1999-2000 sezonunda;
sol bekimizde daha önceki sezonlarda da olduğu gibi
hakan ünsal oynardı. hakan sezon içerisinde ağır bir sakatlık geçirince, bu mevkide fatih terim'in esas yeri olan orta sahanın yanında üçlü savunmanın solunda ve ortasında da oynattığı
ahmet yıldırım sol bek olarak forma giymeye başladı.
ergün penbe ise sezon başında çok tercih edilmiyor, oynarsa da orta sahada ya da sol açıkta oynatılıyordu.

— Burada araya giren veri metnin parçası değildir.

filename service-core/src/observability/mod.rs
pub mod logging;
pub mod metrics;

pub use logging::init_tracing;
pub use metrics::{init_metrics, render_metrics};
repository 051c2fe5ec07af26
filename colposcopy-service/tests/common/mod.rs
//! Test helpers for colposcopy-service integration tests.
//!
//! Every app runs on a random port against a scripted provider or a
//! wiremock-backed Gemini endpoint, so no credential or network is needed.

#![allow(dead_code)]

use base64::engine::general_purpose::STANDARD;
use base64::Engine;
use colposcopy_service::config::{
    ColposcopyConfig, GeminiSettings, HttpSettings, ReportSettings, DEFAULT_GEMINI_MODEL,
};
use colposcopy_service::services::prompt::ReportLanguage;
use colposcopy_service::services::providers::mock::{MockBehavior, MockVisionProvider};
use colposcopy_service::services::providers::VisionProvider;
use colposcopy_service::services::ReportAnalyzer;
use colposcopy_service::startup::{AppState, Application};
use image::{ImageBuffer, ImageFormat, Rgb};
use secrecy::Secret;
use service_core::config::Config as CoreConfig;
use service_core::observability::init_metrics;
use std::io::Cursor;
use std::path::PathBuf;
use std::sync::Arc;
use std::time::Duration;
use uuid::Uuid;

pub const INDEX_HTML: &str = "<!doctype html><title>Colposcopy</title><h1>Colposcopy analysis</h1>";

/// Base64 of a small, valid PNG.
pub fn png_base64() -> String {
    let image = ImageBuffer::from_pixel(4, 4, Rgb([200u8, 120, 130]));
    let mut bytes = Cursor::new(Vec::new());
    image
        .write_to(&mut bytes, ImageFormat::Png)
        .expect("Failed to encode PNG fixture");
    STANDARD.encode(bytes.into_inner())
}

/// Fresh static bundle directory holding [`INDEX_HTML`].
pub fn static_dir() -> PathBuf {
    let dir = std::env::temp_dir().join(format!("colposcopy-static-{}", Uuid::new_v4()));
    std::fs::create_dir_all(&dir).expect("Failed to create static dir");
    std::fs::write(dir.join("index.html"), INDEX_HTML).expect("Failed to write index.html");
    dir
}

/// Configuration bound to a random port with no credential.
pub fn test_config() -> ColposcopyConfig {
    ColposcopyConfig {
        common: CoreConfig {
            port: 0,
            log_level: "warn".to_string(),
        },
        gemini: GeminiSettings {
            api_key: None,
            model: DEFAULT_GEMINI_MODEL.to_string(),
            api_base: "http://127.0.0.1:9".to_string(),
            timeout: Duration::from_secs(5),
            temperature: None,
            max_output_tokens: None,
            mock: false,
        },
        report: ReportSettings {
            language: ReportLanguage::English,
        },
        http: HttpSettings {
            static_dir: static_dir(),
            max_body_bytes: 20 * 1024 * 1024,
        },
        otlp_endpoint: None,
    }
}

/// Configuration pointing the Gemini client at `api_base`.
pub fn gemini_config(api_base: &str) -> ColposcopyConfig {
    let mut config = test_config();
    config.gemini.api_key = Some(Secret::new("test-api-key".to_string()));
    config.gemini.api_base = api_base.to_string();
    config
}

/// Test application wrapper for integration tests.
pub struct TestApp {
    pub address: String,
    pub port: u16,
    pub mock: Option<Arc<MockVisionProvider>>,
}

impl TestApp {
    /// Spawn with a scripted provider.
    pub async fn spawn(behavior: MockBehavior) -> Self {
        let mock = Arc::new(MockVisionProvider::new(behavior));
        let provider: Arc<dyn VisionProvider> = mock.clone();
        let mut app = Self::spawn_with_provider(test_config(), Some(provider)).await;
        app.mock = Some(mock);
        app
    }

    /// Spawn without any provider, as when the credential is missing.
    pub async fn spawn_unconfigured() -> Self {
        Self::spawn_with_provider(test_config(), None).await
    }

    pub async fn spawn_with_provider(
        config: ColposcopyConfig,
        provider: Option<Arc<dyn VisionProvider>>,
    ) -> Self {
        let analyzer =
            ReportAnalyzer::new(provider, config.report.language, config.gemini.timeout);
        let state = AppState::new(config, analyzer);
        Self::start(
            Application::build_with_state(state)
                .await
                .expect("Failed to build application"),
        )
        .await
    }

    /// Spawn through the same path `main` uses.
    pub async fn spawn_with_config(config: ColposcopyConfig) -> Self {
        Self::start(
            Application::build(config)
                .await
                .expect("Failed to build application"),
        )
        .await
    }

    async fn start(app: Application) -> Self {
        init_metrics();

        let port = app.port();
        tokio::spawn(async move {
            let _ = app.run_until_stopped().await;
        });

        // Wait for server to start
        tokio::time::sleep(Duration::from_millis(50)).await;

        Self {
            address: format!("http://127.0.0.1:{}", port),
            port,
            mock: None,
        }
    }

    pub fn analyze_url(&self) -> String {
        format!("{}/analyze_colposcopy/", self.address)
    }
}
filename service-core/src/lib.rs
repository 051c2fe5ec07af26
//! service-core: Shared infrastructure for the colposcopy report service.
pub mod config;
pub mod error;
pub mod middleware;
pub mod observability;

pub use axum;
pub use serde;
pub use serde_json;
pub use tokio;
pub use tower;
pub use tower_http;
pub use tracing;
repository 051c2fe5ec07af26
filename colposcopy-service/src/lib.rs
pub mod config;
pub mod handlers;
pub mod models;
pub mod services;
pub mod startup;
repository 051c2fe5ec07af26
use colposcopy_service::config::ColposcopyConfig;
use colposcopy_service::startup::Application;
use service_core::observability::{init_metrics, init_tracing};

#[tokio::main]
async fn main() -> std::io::Result<()> {
    let config = match ColposcopyConfig::load() {
        Ok(config) => config,
        Err(e) => {
            eprintln!("Failed to load configuration: {}", e);
            std::process::exit(1);
        }
    };

    init_tracing(
        "colposcopy-service",
        &config.common.log_level,
        config.otlp_endpoint.as_deref(),
    );
    init_metrics();

    tracing::info!(
        model = %config.gemini.model,
        language = %config.report.language,
        mock = config.gemini.mock,
        "Starting colposcopy-service"
    );

    let application = match Application::build(config).await {
        Ok(app) => app,
        Err(e) => {
            tracing::error!("Failed to build application: {}", e);
            std::process::exit(1);
        }
    };

    application.run_until_stopped().await
}
use axum::{
    extract::{MatchedPath, Request},
    middleware::Next,
    response::Response,
};
use metrics::{counter, histogram};
use std::time::Instant;

/// Label used for requests that matched no route (static assets, 404s).
const UNMATCHED_PATH: &str = "unmatched";

pub async fn metrics_middleware(req: Request, next: Next) -> Response {
    let start = Instant::now();
    let method = req.method().to_string();
    // Route template keeps label cardinality bounded.
    let path = req
        .extensions()
        .get::<MatchedPath>()
        .map(|p| p.as_str().to_string())
        .unwrap_or_else(|| UNMATCHED_PATH.to_string());

    let response = next.run(req).await;

    let duration = start.elapsed();
    let status = response.status().as_u16().to_string();

    let labels = [("method", method), ("path", path), ("status", status)];

    counter!("http_requests_total", &labels).increment(1);
    histogram!("http_request_duration_seconds", &labels).record(duration.as_secs_f64());

    response
}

bir erzumspor maçında, o müsabakada stoper olarak görevlendirilen capone kırmızı kart görünce sol bek oynayan ahmet yıldırım stopere çekildi, ergün penbe sol beke alındı. sonrasında ise o mevkide çatır çatır topunu oynadı. (bkz:
28 kasım 1999 galatasaray erzurumspor maçı/#2810393)
2000-2001 sezonunda;
hakan ve ergün'ün yoğun maç temposundan dolayı sakatlandığı bir dönemde de yine ahmet oynadı. ahmet'in sakatlandığından dolayı oynayamadığı maçlarda ise sol bekte
vedat inceefe forma giydi. ki bu maçlar arasında
21 kasım 2000 milan galatasaray maçı ve
20 şubat 2001 deportivo galatasaray maçı da var.

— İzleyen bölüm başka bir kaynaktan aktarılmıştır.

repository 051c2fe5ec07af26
use opentelemetry::KeyValue;
use opentelemetry::trace::TraceError;
use opentelemetry_otlp::WithExportConfig;
use opentelemetry_sdk::{Resource, runtime, trace as sdktrace};
use tracing_subscriber::{layer::SubscriberExt, util::SubscriberInitExt};

/// Install the global tracing subscriber.
///
/// Logs are emitted as flattened JSON. When `otlp_endpoint` is given, spans
/// are also exported over OTLP/gRPC; a failing exporter is reported on stderr
/// and the service keeps running with local logs only.
pub fn init_tracing(service_name: &str, log_level: &str, otlp_endpoint: Option<&str>) {
    let env_filter = tracing_subscriber::EnvFilter::try_from_default_env()
        .unwrap_or_else(|_| tracing_subscriber::EnvFilter::new(log_level));

    let telemetry = otlp_endpoint.and_then(|endpoint| match otlp_tracer(service_name, endpoint) {
        Ok(tracer) => Some(tracing_opentelemetry::layer().with_tracer(tracer)),
        Err(e) => {
            eprintln!(
                "Failed to initialize OTLP tracer for service '{}' at endpoint '{}': {}",
                service_name, endpoint, e
            );
            None
        }
    });

    let result = tracing_subscriber::registry()
        .with(env_filter)
        .with(telemetry)
        .with(
            tracing_subscriber::fmt::layer()
                .with_file(true)
                .with_line_number(true)
                .json()
                .flatten_event(true),
        )
        .try_init();

    if let Err(e) = result {
        eprintln!("Tracing subscriber already installed: {}", e);
    }
}

fn otlp_tracer(service_name: &str, endpoint: &str) -> Result<sdktrace::Tracer, TraceError> {
    let otlp_exporter = opentelemetry_otlp::new_exporter()
        .tonic()
        .with_endpoint(endpoint);

    opentelemetry_otlp::new_pipeline()
        .tracing()
        .with_exporter(otlp_exporter)
        .with_trace_config(sdktrace::config().with_resource(Resource::new(vec![
            KeyValue::new("service.name", service_name.to_string()),
        ])))
        .install_batch(runtime::Tokio)
}
use axum::{
    Json,
    extract::rejection::JsonRejection,
    http::StatusCode,
    response::{IntoResponse, Response},
};
use serde::Serialize;
use thiserror::Error;

/// Error returned from HTTP handlers.
///
/// Every variant renders as `{"detail": "<message>"}` so clients see one
/// error shape regardless of where the failure happened.
#[derive(Debug, Error)]
pub enum AppError {
    #[error("{0}")]
    BadRequest(anyhow::Error),

    #[error("{0}")]
    InternalError(#[from] anyhow::Error),

    #[error("Service unavailable: {0}")]
    ServiceUnavailable(String),

    #[error("Configuration error: {0}")]
    ConfigError(anyhow::Error),
}

impl AppError {
    pub fn status(&self) -> StatusCode {
        match self {
            AppError::BadRequest(_) => StatusCode::BAD_REQUEST,
            AppError::InternalError(_) | AppError::ConfigError(_) => {
                StatusCode::INTERNAL_SERVER_ERROR
            }
            AppError::ServiceUnavailable(_) => StatusCode::SERVICE_UNAVAILABLE,
        }
    }
}

impl From<config::ConfigError> for AppError {
    fn from(err: config::ConfigError) -> Self {
        AppError::ConfigError(anyhow::Error::new(err))
    }
}

impl From<std::io::Error> for AppError {
    fn from(err: std::io::Error) -> Self {
        AppError::InternalError(anyhow::Error::new(err))
    }
}

impl From<JsonRejection> for AppError {
    fn from(rejection: JsonRejection) -> Self {
        AppError::BadRequest(anyhow::anyhow!(
            "Invalid request body: {}",
            rejection.body_text()
        ))
    }
}

#[derive(Debug, Serialize)]
pub struct ErrorResponse {
    pub detail: String,
}

impl IntoResponse for AppError {
    fn into_response(self) -> Response {
        let status = self.status();

        if status.is_server_error() {
            tracing::error!(status = %status, error = %self, "Request failed");
        } else {
            tracing::warn!(status = %status, error = %self, "Request rejected");
        }

        (
            status,
            Json(ErrorResponse {
                detail: self.to_string(),
            }),
        )
            .into_response()
    }
}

bütün bunları neden anlattım :) görüldüğü üzere 3 tane sol bek oynayabilen, sol ayaklı futbolcumuz var. hatta vedat da orda oynayabiliyor. ama
mircea lucescu ne yaptı? hakan ve ergün'ün sakatlığından sebep oynayamadığı
18 nisan 2001 real madrid galatasaray maçı'nda ahmet ya da vedat'ı değil de fatih akyel'i sol bekte oynattı. oysa yukarıda da kısaca özet geçtiğim gibi fatih hiç sol bek oynamamıştı. hep üçlü savunmanın ve dörtlü savunmanın sağıyla göbeğinde forma giymişti. hepsinden önemlisi bugüne kadar oynadığı tüm maçlarda
roberto carlos'a ve real'in sol kanadına geçit vermemişti. sağ bekte değil de sol bekte görevlendirilmesi müthiş bir hataydı. şahsi görüşüm lucescu'nun galatasaray kariyeri bunun gibi birçok hatayla doludur.

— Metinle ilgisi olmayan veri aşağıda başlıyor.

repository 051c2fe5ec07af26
//! Colposcopy analysis flow.
//!
//! Checks the provider is configured, decodes the image, builds the
//! instruction, calls the provider once under a deadline, and classifies the
//! outcome. Nothing is retried and nothing outlives the call.

use crate::models::{AnalysisReport, AnalysisRequest};
use crate::services::image_decoder::{decode_image, ImageError};
use crate::services::metrics;
use crate::services::prompt::{build_prompt, ReportLanguage};
use crate::services::providers::{GenerationParams, ProviderError, VisionProvider};
use service_core::error::AppError;
use std::sync::Arc;
use std::time::{Duration, Instant};
use thiserror::Error;

/// Environment variable holding the provider credential.
pub const API_KEY_VAR: &str = "GEMINI_API_KEY";

#[derive(Error, Debug)]
pub enum AnalysisError {
    #[error("{0} is not configured. Set it in the environment or the .env file.")]
    Configuration(&'static str),

    #[error("Invalid image data: {0}")]
    InvalidImage(#[from] ImageError),

    #[error("The content was blocked by the AI provider for safety reasons. Detail: {0}")]
    ContentBlocked(String),

    #[error(
        "An error occurred while analyzing the image. This may be a problem with the API key \
         or the connection. Detail: {0}"
    )]
    Provider(String),
}

impl AnalysisError {
    fn outcome(&self) -> &'static str {
        match self {
            AnalysisError::Configuration(_) => "not_configured",
            AnalysisError::InvalidImage(_) => "invalid_image",
            AnalysisError::ContentBlocked(_) => "blocked",
            AnalysisError::Provider(_) => "provider_error",
        }
    }
}

impl From<ProviderError> for AnalysisError {
    fn from(err: ProviderError) -> Self {
        match err {
            ProviderError::ContentBlocked(reason) => AnalysisError::ContentBlocked(reason),
            other => AnalysisError::Provider(other.to_string()),
        }
    }
}

impl From<AnalysisError> for AppError {
    fn from(err: AnalysisError) -> Self {
        match err {
            AnalysisError::Configuration(_) => AppError::ConfigError(anyhow::anyhow!("{}", err)),
            AnalysisError::InvalidImage(_) | AnalysisError::ContentBlocked(_) => {
                AppError::BadRequest(anyhow::anyhow!("{}", err))
            }
            AnalysisError::Provider(_) => AppError::InternalError(anyhow::anyhow!("{}", err)),
        }
    }
}

/// Runs analyses against an injected provider.
#[derive(Clone)]
pub struct ReportAnalyzer {
    provider: Option<Arc<dyn VisionProvider>>,
    language: ReportLanguage,
    timeout: Duration,
    params: GenerationParams,
}

impl ReportAnalyzer {
    /// `provider` is `None` when no credential was configured; every
    /// analysis then fails before touching the image.
    pub fn new(
        provider: Option<Arc<dyn VisionProvider>>,
        language: ReportLanguage,
        timeout: Duration,
    ) -> Self {
        Self {
            provider,
            language,
            timeout,
            params: GenerationParams::default(),
        }
    }

    pub fn with_params(mut self, params: GenerationParams) -> Self {
        self.params = params;
        self
    }

    pub fn is_configured(&self) -> bool {
        self.provider.is_some()
    }

    /// Probe the provider; fails with a configuration error when absent.
    pub async fn health_check(&self) -> Result<(), AnalysisError> {
        let provider = self
            .provider
            .as_ref()
            .ok_or(AnalysisError::Configuration(API_KEY_VAR))?;
        provider.health_check().await.map_err(AnalysisError::from)
    }

    pub async fn analyze(&self, request: AnalysisRequest) -> Result<AnalysisReport, AnalysisError> {
        let result = self.run(request).await;

        match &result {
            Ok(_) => metrics::record_analysis("success"),
            Err(e) => metrics::record_analysis(e.outcome()),
        }

        result
    }

    async fn run(&self, request: AnalysisRequest) -> Result<AnalysisReport, AnalysisError> {
        let provider = self
            .provider
            .as_ref()
            .ok_or(AnalysisError::Configuration(API_KEY_VAR))?;

        let AnalysisRequest {
            image_data,
            medical_history,
        } = request;

        // Full raster decode is CPU-bound.
        let image = tokio::task::spawn_blocking(move || decode_image(&image_data))
            .await
            .map_err(|e| AnalysisError::Provider(format!("image decoding task failed: {}", e)))??;

        tracing::info!(
            mime_type = image.mime_type,
            width = image.width,
            height = image.height,
            history_len = medical_history.len(),
            language = %self.language,
            "Decoded colposcopy image"
        );

        let prompt = build_prompt(self.language, &medical_history);

        let start = Instant::now();
        let outcome =
            tokio::time::timeout(self.timeout, provider.generate(&prompt, &image, &self.params))
                .await
                .unwrap_or_else(|_| Err(ProviderError::Timeout(self.timeout)));
        let elapsed = start.elapsed().as_secs_f64();

        metrics::record_provider_latency(provider.name(), provider.model(), elapsed);

        let response = outcome.map_err(|e| {
            tracing::warn!(
                provider = provider.name(),
                error_type = e.kind(),
                error = %e,
                "Provider call failed"
            );
            metrics::record_provider_error(provider.name(), e.kind());
            AnalysisError::from(e)
        })?;

        metrics::record_tokens(provider.model(), response.input_tokens, response.output_tokens);

        let report = response
            .text
            .filter(|text| !text.trim().is_empty())
            .ok_or_else(|| {
                AnalysisError::Provider(
                    "The AI service did not return a valid report. This can happen when the \
                     image is not suitable for analysis."
                        .to_string(),
                )
            })?;

        tracing::info!(
            provider = provider.name(),
            model = provider.model(),
            input_tokens = response.input_tokens,
            output_tokens = response.output_tokens,
            finish_reason = response.finish_reason.as_str(),
            elapsed_secs = elapsed,
            "Colposcopy report generated"
        );

        Ok(AnalysisReport { report })
    }
}

#[cfg(test)]
mod tests {
    use super::*;
    use crate::services::providers::mock::{MockBehavior, MockVisionProvider, SAMPLE_REPORT};
    use base64::Engine as _;
    use image::{DynamicImage, ImageFormat, Rgb, RgbImage};
    use std::io::Cursor;

    fn png_base64() -> String {
        let mut buffer = Cursor::new(Vec::new());
        DynamicImage::ImageRgb8(RgbImage::from_pixel(2, 2, Rgb([255, 0, 0])))
            .write_to(&mut buffer, ImageFormat::Png)
            .unwrap();
        base64::engine::general_purpose::STANDARD.encode(buffer.into_inner())
    }

    fn request(history: &str) -> AnalysisRequest {
        AnalysisRequest {
            image_data: png_base64(),
            medical_history: history.to_string(),
        }
    }

    fn analyzer(mock: &Arc<MockVisionProvider>) -> ReportAnalyzer {
        let provider: Arc<dyn VisionProvider> = mock.clone();
        ReportAnalyzer::new(
            Some(provider),
            ReportLanguage::English,
            Duration::from_secs(5),
        )
    }

    #[tokio::test]
    async fn returns_report_verbatim() {
        let text = "Main Observations:\n- x\nPossible Diagnosis:\n- y\nRecommendations:\n- z";
        let mock = Arc::new(MockVisionProvider::new(MockBehavior::Report(text.to_string())));

        let report = analyzer(&mock).analyze(request("none")).await.unwrap();

        assert_eq!(report.report, text);
        assert_eq!(mock.calls(), 1);
    }

    #[tokio::test]
    async fn prompt_carries_medical_history() {
        let history = "Previous LSIL, \"smoker\" {10 pack-years}";
        let mock = Arc::new(MockVisionProvider::new(MockBehavior::Report(
            SAMPLE_REPORT.to_string(),
        )));

        analyzer(&mock).analyze(request(history)).await.unwrap();

        assert!(mock.last_prompt().unwrap().contains(history));
    }

    #[tokio::test]
    async fn missing_provider_is_configuration_error() {
        let analyzer = ReportAnalyzer::new(None, ReportLanguage::English, Duration::from_secs(5));

        // Even garbage image data is not looked at.
        let err = analyzer
            .analyze(AnalysisRequest {
                image_data: "!!!".to_string(),
                medical_history: String::new(),
            })
            .await
            .unwrap_err();

        assert!(matches!(err, AnalysisError::Configuration(API_KEY_VAR)));
        assert!(err.to_string().contains("GEMINI_API_KEY"));
    }

    #[tokio::test]
    async fn invalid_image_skips_provider() {
        let mock = Arc::new(MockVisionProvider::new(MockBehavior::Report(
            SAMPLE_REPORT.to_string(),
        )));

        let err = analyzer(&mock)
            .analyze(AnalysisRequest {
                image_data: "aGVsbG8gd29ybGQ=".to_string(),
                medical_history: String::new(),
            })
            .await
            .unwrap_err();

        assert!(matches!(err, AnalysisError::InvalidImage(_)));
        assert_eq!(mock.calls(), 0);
    }

    #[tokio::test]
    async fn empty_text_is_provider_failure() {
        for behavior in [MockBehavior::Empty, MockBehavior::Report("  \n ".to_string())] {
            let mock = Arc::new(MockVisionProvider::new(behavior));
            let err = analyzer(&mock).analyze(request("")).await.unwrap_err();
            assert!(matches!(err, AnalysisError::Provider(ref d) if d.contains("valid report")));
        }
    }

    #[tokio::test]
    async fn blocked_content_keeps_reason() {
        let mock = Arc::new(MockVisionProvider::new(MockBehavior::Blocked(
            "prompt blocked (SAFETY)".to_string(),
        )));

        let err = analyzer(&mock).analyze(request("")).await.unwrap_err();

        assert!(matches!(err, AnalysisError::ContentBlocked(_)));
        assert!(err.to_string().contains("prompt blocked (SAFETY)"));
    }

    #[tokio::test]
    async fn slow_provider_times_out() {
        let mock = Arc::new(MockVisionProvider::new(MockBehavior::Slow(
            Duration::from_secs(30),
        )));
        let provider: Arc<dyn VisionProvider> = mock.clone();
        let analyzer = ReportAnalyzer::new(
            Some(provider),
            ReportLanguage::English,
            Duration::from_millis(50),
        );

        let err = analyzer.analyze(request("")).await.unwrap_err();

        assert!(matches!(err, AnalysisError::Provider(ref d) if d.contains("timed out")));
    }

    #[test]
    fn maps_to_http_status() {
        use axum::http::StatusCode;

        let cases = [
            (AnalysisError::Configuration(API_KEY_VAR), StatusCode::INTERNAL_SERVER_ERROR),
            (AnalysisError::InvalidImage(ImageError::Empty), StatusCode::BAD_REQUEST),
            (AnalysisError::ContentBlocked("x".into()), StatusCode::BAD_REQUEST),
            (AnalysisError::Provider("x".into()), StatusCode::INTERNAL_SERVER_ERROR),
        ];

        for (err, status) in cases {
            assert_eq!(AppError::from(err).status(), status);
        }
    }
}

fatih akyel'e gelecek olursak benim için emrah eren'den ya da osman coşkun'dan farkı yoktur. bir grafik olarak düşünecek olursak a takım'da forma giydiği dönemden
3 nisan 2001 galatasaray real madrid maçı'na kadar çizgisi hep yükselmiş, bu maçtan sonra 2002 dünya kupası da dahil olmak üzere düşüşe geçmiş ve daha sonra dibi bulmuştur. kendi düşmüştür, ağlamasına gerek yoktur.